The entries below contain a line with "the configured query" and a line with "use crate::model::MonitorKind;". Quote exactly those two lines and all lines between them.
..........
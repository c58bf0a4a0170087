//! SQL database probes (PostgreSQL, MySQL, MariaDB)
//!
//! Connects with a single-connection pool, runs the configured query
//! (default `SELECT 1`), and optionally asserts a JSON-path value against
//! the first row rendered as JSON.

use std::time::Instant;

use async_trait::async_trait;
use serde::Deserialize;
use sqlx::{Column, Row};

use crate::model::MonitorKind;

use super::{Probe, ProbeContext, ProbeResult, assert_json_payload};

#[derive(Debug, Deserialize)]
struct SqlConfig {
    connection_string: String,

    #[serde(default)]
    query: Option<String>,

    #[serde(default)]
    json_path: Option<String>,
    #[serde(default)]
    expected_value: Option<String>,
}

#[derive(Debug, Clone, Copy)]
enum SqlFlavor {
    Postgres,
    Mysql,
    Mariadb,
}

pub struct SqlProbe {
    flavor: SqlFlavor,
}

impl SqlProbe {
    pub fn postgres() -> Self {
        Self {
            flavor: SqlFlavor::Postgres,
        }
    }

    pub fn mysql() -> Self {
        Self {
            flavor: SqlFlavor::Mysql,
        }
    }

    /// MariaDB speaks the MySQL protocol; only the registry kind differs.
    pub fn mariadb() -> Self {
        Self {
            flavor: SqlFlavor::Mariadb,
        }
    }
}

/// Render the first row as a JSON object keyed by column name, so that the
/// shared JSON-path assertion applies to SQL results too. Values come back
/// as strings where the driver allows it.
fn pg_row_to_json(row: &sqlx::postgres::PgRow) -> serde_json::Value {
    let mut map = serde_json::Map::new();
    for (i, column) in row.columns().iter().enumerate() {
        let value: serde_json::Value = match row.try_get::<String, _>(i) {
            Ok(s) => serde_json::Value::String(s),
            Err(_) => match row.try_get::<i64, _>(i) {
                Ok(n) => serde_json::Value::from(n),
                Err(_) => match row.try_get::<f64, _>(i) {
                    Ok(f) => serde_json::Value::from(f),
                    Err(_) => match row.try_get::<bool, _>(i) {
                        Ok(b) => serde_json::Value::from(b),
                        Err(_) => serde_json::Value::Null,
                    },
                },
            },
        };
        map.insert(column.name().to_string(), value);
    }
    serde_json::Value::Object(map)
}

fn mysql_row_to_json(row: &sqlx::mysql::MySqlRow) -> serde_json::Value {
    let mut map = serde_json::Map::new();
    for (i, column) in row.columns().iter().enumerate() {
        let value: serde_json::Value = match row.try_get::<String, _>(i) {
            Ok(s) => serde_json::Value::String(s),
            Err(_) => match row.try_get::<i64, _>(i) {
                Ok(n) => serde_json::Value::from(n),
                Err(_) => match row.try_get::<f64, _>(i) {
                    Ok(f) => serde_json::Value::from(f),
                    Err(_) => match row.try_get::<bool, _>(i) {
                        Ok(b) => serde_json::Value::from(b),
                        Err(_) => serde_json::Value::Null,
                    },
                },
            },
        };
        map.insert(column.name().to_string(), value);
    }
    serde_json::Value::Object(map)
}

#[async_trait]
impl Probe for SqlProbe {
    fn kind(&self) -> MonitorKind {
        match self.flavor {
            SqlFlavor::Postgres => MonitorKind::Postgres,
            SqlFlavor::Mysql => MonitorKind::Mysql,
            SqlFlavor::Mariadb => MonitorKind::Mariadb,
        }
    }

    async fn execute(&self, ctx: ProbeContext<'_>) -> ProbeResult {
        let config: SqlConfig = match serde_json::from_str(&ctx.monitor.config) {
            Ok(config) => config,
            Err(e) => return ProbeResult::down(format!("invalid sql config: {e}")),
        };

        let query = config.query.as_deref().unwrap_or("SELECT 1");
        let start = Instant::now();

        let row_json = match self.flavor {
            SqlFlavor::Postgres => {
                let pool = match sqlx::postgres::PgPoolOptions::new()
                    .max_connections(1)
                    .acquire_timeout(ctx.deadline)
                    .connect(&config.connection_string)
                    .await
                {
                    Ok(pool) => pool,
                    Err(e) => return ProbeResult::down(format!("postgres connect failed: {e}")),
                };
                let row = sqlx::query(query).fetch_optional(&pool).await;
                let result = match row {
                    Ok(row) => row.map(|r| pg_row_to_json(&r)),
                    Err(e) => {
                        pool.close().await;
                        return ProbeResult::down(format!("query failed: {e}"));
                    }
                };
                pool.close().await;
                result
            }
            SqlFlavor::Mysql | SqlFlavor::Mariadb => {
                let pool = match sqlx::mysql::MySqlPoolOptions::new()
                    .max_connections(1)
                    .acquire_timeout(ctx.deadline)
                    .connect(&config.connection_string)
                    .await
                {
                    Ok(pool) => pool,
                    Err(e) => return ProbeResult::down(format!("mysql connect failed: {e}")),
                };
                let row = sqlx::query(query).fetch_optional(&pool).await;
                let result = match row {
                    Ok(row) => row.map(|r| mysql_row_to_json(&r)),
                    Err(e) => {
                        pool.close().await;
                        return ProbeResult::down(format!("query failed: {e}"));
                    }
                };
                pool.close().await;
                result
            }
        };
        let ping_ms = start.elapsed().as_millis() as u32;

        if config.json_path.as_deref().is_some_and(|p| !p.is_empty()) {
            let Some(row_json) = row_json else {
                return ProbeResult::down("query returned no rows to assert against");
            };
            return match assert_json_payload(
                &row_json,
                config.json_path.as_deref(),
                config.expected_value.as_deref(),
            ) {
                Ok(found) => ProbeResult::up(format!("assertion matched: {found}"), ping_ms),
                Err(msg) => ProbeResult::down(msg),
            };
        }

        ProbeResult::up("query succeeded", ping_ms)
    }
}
..........
= Output of the task =
//! Connects with a single-connection pool, runs the configured query
//! (default `SELECT 1`), and optionally asserts a JSON-path value against
//! the first row rendered as JSON.

use std::time::Instant;

use async_trait::async_trait;
use serde::Deserialize;
use sqlx::{Column, Row};

use crate::model::MonitorKind;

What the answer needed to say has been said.